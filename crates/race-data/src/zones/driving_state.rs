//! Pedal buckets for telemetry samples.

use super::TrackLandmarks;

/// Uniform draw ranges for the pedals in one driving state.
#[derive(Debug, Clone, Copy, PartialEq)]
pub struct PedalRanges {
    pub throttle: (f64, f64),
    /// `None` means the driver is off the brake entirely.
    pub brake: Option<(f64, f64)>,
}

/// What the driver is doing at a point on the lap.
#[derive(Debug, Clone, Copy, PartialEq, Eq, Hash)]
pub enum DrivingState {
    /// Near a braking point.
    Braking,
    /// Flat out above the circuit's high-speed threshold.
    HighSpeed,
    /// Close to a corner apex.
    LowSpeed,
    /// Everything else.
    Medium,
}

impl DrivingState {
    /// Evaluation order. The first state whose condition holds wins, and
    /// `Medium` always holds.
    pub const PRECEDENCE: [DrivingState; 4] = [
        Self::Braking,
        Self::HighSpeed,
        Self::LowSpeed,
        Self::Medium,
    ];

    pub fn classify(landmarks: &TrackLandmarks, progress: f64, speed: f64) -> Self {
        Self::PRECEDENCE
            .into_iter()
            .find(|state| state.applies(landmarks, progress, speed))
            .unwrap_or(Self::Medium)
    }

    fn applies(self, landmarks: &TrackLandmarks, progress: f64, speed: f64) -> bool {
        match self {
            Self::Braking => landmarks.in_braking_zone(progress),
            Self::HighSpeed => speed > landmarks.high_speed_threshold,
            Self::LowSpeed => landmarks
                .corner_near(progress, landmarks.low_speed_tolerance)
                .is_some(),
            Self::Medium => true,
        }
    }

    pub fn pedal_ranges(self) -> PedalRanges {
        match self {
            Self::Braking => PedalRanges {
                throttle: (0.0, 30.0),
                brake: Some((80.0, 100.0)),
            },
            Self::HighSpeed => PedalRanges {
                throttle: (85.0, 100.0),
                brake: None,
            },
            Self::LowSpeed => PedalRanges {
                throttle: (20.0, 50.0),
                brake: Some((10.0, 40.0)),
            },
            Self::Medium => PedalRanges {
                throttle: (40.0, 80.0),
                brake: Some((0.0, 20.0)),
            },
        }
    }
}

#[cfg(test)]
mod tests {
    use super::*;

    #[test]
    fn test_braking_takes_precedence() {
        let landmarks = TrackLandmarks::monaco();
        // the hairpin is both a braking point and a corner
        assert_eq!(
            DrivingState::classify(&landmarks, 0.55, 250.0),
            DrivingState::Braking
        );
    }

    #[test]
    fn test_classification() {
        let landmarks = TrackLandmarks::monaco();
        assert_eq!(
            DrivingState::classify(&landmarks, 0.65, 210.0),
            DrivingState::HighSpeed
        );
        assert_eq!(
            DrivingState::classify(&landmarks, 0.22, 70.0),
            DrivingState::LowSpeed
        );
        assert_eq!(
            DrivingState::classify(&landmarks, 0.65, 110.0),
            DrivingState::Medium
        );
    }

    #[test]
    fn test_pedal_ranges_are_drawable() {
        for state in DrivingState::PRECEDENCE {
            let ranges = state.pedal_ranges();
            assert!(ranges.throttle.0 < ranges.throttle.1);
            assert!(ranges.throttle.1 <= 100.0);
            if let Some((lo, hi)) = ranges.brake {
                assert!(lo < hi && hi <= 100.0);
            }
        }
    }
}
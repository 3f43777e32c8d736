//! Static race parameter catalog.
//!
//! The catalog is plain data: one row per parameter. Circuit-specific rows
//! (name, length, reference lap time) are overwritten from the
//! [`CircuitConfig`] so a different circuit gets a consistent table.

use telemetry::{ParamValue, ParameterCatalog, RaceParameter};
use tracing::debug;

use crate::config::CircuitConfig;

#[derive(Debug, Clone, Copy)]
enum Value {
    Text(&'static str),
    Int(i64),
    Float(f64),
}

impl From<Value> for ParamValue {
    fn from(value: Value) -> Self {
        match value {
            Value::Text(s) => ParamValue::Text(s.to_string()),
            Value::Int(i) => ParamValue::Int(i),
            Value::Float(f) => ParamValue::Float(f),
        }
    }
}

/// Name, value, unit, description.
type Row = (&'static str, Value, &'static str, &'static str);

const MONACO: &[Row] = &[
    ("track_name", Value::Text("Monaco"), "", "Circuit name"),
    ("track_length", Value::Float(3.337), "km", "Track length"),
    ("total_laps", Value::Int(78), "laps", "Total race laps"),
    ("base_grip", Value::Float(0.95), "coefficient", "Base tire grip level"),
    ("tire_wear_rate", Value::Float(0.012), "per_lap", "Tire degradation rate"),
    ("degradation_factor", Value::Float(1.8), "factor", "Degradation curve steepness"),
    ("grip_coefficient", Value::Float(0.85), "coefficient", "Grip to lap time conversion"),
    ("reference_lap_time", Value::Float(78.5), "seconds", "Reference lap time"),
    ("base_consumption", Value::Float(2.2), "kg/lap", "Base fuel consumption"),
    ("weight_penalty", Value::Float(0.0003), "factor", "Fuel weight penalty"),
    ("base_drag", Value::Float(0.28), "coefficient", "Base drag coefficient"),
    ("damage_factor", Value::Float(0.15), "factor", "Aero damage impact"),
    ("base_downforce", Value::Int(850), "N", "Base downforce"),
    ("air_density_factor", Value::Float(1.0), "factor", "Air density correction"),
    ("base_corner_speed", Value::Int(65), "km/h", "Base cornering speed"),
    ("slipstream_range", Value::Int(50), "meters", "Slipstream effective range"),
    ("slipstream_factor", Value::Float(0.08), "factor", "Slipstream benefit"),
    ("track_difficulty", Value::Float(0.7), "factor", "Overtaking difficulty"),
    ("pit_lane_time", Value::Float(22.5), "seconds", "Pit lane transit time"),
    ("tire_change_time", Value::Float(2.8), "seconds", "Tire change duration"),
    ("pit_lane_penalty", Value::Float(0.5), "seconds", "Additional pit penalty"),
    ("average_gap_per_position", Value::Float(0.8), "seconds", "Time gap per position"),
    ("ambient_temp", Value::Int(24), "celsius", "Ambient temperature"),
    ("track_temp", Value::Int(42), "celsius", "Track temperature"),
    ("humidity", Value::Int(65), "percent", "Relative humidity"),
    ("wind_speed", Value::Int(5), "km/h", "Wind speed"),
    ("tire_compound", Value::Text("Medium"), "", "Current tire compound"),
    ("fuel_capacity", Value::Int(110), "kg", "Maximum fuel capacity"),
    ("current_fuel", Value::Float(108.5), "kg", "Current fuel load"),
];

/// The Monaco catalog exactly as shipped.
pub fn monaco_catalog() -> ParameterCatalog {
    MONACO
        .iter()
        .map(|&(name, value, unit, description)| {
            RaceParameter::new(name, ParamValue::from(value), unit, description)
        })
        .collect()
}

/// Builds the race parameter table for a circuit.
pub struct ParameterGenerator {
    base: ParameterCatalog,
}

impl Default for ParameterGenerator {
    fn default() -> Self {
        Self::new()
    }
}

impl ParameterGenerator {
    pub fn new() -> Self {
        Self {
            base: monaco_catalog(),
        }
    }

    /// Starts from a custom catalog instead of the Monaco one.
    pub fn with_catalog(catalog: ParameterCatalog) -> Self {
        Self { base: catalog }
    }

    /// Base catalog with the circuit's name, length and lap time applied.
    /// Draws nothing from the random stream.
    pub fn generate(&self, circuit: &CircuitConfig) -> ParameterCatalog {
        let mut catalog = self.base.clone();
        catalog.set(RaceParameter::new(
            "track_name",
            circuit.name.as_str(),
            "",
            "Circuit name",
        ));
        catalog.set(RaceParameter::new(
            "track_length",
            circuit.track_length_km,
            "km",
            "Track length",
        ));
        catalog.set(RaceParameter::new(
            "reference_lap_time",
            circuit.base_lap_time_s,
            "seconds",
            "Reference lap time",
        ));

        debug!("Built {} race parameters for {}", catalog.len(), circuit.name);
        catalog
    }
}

--------

Your assignment: The entries shown above must be reproduced in full, exactly as written.

Written solution:
filename crates/race-data/src/zones/driving_state.rs
//! Pedal buckets for telemetry samples.

use super::TrackLandmarks;

/// Uniform draw ranges for the pedals in one driving state.
#[derive(Debug, Clone, Copy, PartialEq)]
pub struct PedalRanges {
    pub throttle: (f64, f64),
    /// `None` means the driver is off the brake entirely.
    pub brake: Option<(f64, f64)>,
}

/// What the driver is doing at a point on the lap.
#[derive(Debug, Clone, Copy, PartialEq, Eq, Hash)]
pub enum DrivingState {
    /// Near a braking point.
    Braking,
    /// Flat out above the circuit's high-speed threshold.
    HighSpeed,
    /// Close to a corner apex.
    LowSpeed,
    /// Everything else.
    Medium,
}

impl DrivingState {
    /// Evaluation order. The first state whose condition holds wins, and
    /// `Medium` always holds.
    pub const PRECEDENCE: [DrivingState; 4] = [
        Self::Braking,
        Self::HighSpeed,
        Self::LowSpeed,
        Self::Medium,
    ];

    pub fn classify(landmarks: &TrackLandmarks, progress: f64, speed: f64) -> Self {
        Self::PRECEDENCE
            .into_iter()
            .find(|state| state.applies(landmarks, progress, speed))
            .unwrap_or(Self::Medium)
    }

    fn applies(self, landmarks: &TrackLandmarks, progress: f64, speed: f64) -> bool {
        match self {
            Self::Braking => landmarks.in_braking_zone(progress),
            Self::HighSpeed => speed > landmarks.high_speed_threshold,
            Self::LowSpeed => landmarks
                .corner_near(progress, landmarks.low_speed_tolerance)
                .is_some(),
            Self::Medium => true,
        }
    }

    pub fn pedal_ranges(self) -> PedalRanges {
        match self {
            Self::Braking => PedalRanges {
                throttle: (0.0, 30.0),
                brake: Some((80.0, 100.0)),
            },
            Self::HighSpeed => PedalRanges {
                throttle: (85.0, 100.0),
                brake: None,
            },
            Self::LowSpeed => PedalRanges {
                throttle: (20.0, 50.0),
                brake: Some((10.0, 40.0)),
            },
            Self::Medium => PedalRanges {
                throttle: (40.0, 80.0),
                brake: Some((0.0, 20.0)),
            },
        }
    }
}

#[cfg(test)]
mod tests {
    use super::*;

    #[test]
    fn test_braking_takes_precedence() {
        let landmarks = TrackLandmarks::monaco();
        // the hairpin is both a braking point and a corner
        assert_eq!(
            DrivingState::classify(&landmarks, 0.55, 250.0),
            DrivingState::Braking
        );
    }

    #[test]
    fn test_classification() {
        let landmarks = TrackLandmarks::monaco();
        assert_eq!(
            DrivingState::classify(&landmarks, 0.65, 210.0),
            DrivingState::HighSpeed
        );
        assert_eq!(
            DrivingState::classify(&landmarks, 0.22, 70.0),
            DrivingState::LowSpeed
        );
        assert_eq!(
            DrivingState::classify(&landmarks, 0.65, 110.0),
            DrivingState::Medium
        );
    }

    #[test]
    fn test_pedal_ranges_are_drawable() {
        for state in DrivingState::PRECEDENCE {
            let ranges = state.pedal_ranges();
            assert!(ranges.throttle.0 < ranges.throttle.1);
            assert!(ranges.throttle.1 <= 100.0);
            if let Some((lo, hi)) = ranges.brake {
                assert!(lo < hi && hi <= 100.0);
            }
        }
    }
}
repository 3f43777e32c8d736
//! Static race parameter catalog.
//!
//! The catalog is plain data: one row per parameter. Circuit-specific rows
//! (name, length, reference lap time) are overwritten from the
//! [`CircuitConfig`] so a different circuit gets a consistent table.

use telemetry::{ParamValue, ParameterCatalog, RaceParameter};
use tracing::debug;

use crate::config::CircuitConfig;

#[derive(Debug, Clone, Copy)]
enum Value {
    Text(&'static str),
    Int(i64),
    Float(f64),
}

impl From<Value> for ParamValue {
    fn from(value: Value) -> Self {
        match value {
            Value::Text(s) => ParamValue::Text(s.to_string()),
            Value::Int(i) => ParamValue::Int(i),
            Value::Float(f) => ParamValue::Float(f),
        }
    }
}

/// Name, value, unit, description.
type Row = (&'static str, Value, &'static str, &'static str);

const MONACO: &[Row] = &[
    ("track_name", Value::Text("Monaco"), "", "Circuit name"),
    ("track_length", Value::Float(3.337), "km", "Track length"),
    ("total_laps", Value::Int(78), "laps", "Total race laps"),
    ("base_grip", Value::Float(0.95), "coefficient", "Base tire grip level"),
    ("tire_wear_rate", Value::Float(0.012), "per_lap", "Tire degradation rate"),
    ("degradation_factor", Value::Float(1.8), "factor", "Degradation curve steepness"),
    ("grip_coefficient", Value::Float(0.85), "coefficient", "Grip to lap time conversion"),
    ("reference_lap_time", Value::Float(78.5), "seconds", "Reference lap time"),
    ("base_consumption", Value::Float(2.2), "kg/lap", "Base fuel consumption"),
    ("weight_penalty", Value::Float(0.0003), "factor", "Fuel weight penalty"),
    ("base_drag", Value::Float(0.28), "coefficient", "Base drag coefficient"),
    ("damage_factor", Value::Float(0.15), "factor", "Aero damage impact"),
    ("base_downforce", Value::Int(850), "N", "Base downforce"),
    ("air_density_factor", Value::Float(1.0), "factor", "Air density correction"),
    ("base_corner_speed", Value::Int(65), "km/h", "Base cornering speed"),
    ("slipstream_range", Value::Int(50), "meters", "Slipstream effective range"),
    ("slipstream_factor", Value::Float(0.08), "factor", "Slipstream benefit"),
    ("track_difficulty", Value::Float(0.7), "factor", "Overtaking difficulty"),
    ("pit_lane_time", Value::Float(22.5), "seconds", "Pit lane transit time"),
    ("tire_change_time", Value::Float(2.8), "seconds", "Tire change duration"),
    ("pit_lane_penalty", Value::Float(0.5), "seconds", "Additional pit penalty"),
    ("average_gap_per_position", Value::Float(0.8), "seconds", "Time gap per position"),
    ("ambient_temp", Value::Int(24), "celsius", "Ambient temperature"),
    ("track_temp", Value::Int(42), "celsius", "Track temperature"),
    ("humidity", Value::Int(65), "percent", "Relative humidity"),
    ("wind_speed", Value::Int(5), "km/h", "Wind speed"),
    ("tire_compound", Value::Text("Medium"), "", "Current tire compound"),
    ("fuel_capacity", Value::Int(110), "kg", "Maximum fuel capacity"),
    ("current_fuel", Value::Float(108.5), "kg", "Current fuel load"),
];

/// The Monaco catalog exactly as shipped.
pub fn monaco_catalog() -> ParameterCatalog {
    MONACO
        .iter()
        .map(|&(name, value, unit, description)| {
            RaceParameter::new(name, ParamValue::from(value), unit, description)
        })
        .collect()
}

/// Builds the race parameter table for a circuit.
pub struct ParameterGenerator {
    base: ParameterCatalog,
}

impl Default for ParameterGenerator {
    fn default() -> Self {
        Self::new()
    }
}

impl ParameterGenerator {
    pub fn new() -> Self {
        Self {
            base: monaco_catalog(),
        }
    }

    /// Starts from a custom catalog instead of the Monaco one.
    pub fn with_catalog(catalog: ParameterCatalog) -> Self {
        Self { base: catalog }
    }

    /// Base catalog with the circuit's name, length and lap time applied.
    /// Draws nothing from the random stream.
    pub fn generate(&self, circuit: &CircuitConfig) -> ParameterCatalog {
        let mut catalog = self.base.clone();
        catalog.set(RaceParameter::new(
            "track_name",
            circuit.name.as_str(),
            "",
            "Circuit name",
        ));
        catalog.set(RaceParameter::new(
            "track_length",
            circuit.track_length_km,
            "km",
            "Track length",
        ));
        catalog.set(RaceParameter::new(
            "reference_lap_time",
            circuit.base_lap_time_s,
            "seconds",
            "Reference lap time",
        ));

        debug!("Built {} race parameters for {}", catalog.len(), circuit.name);
        catalog
    }
}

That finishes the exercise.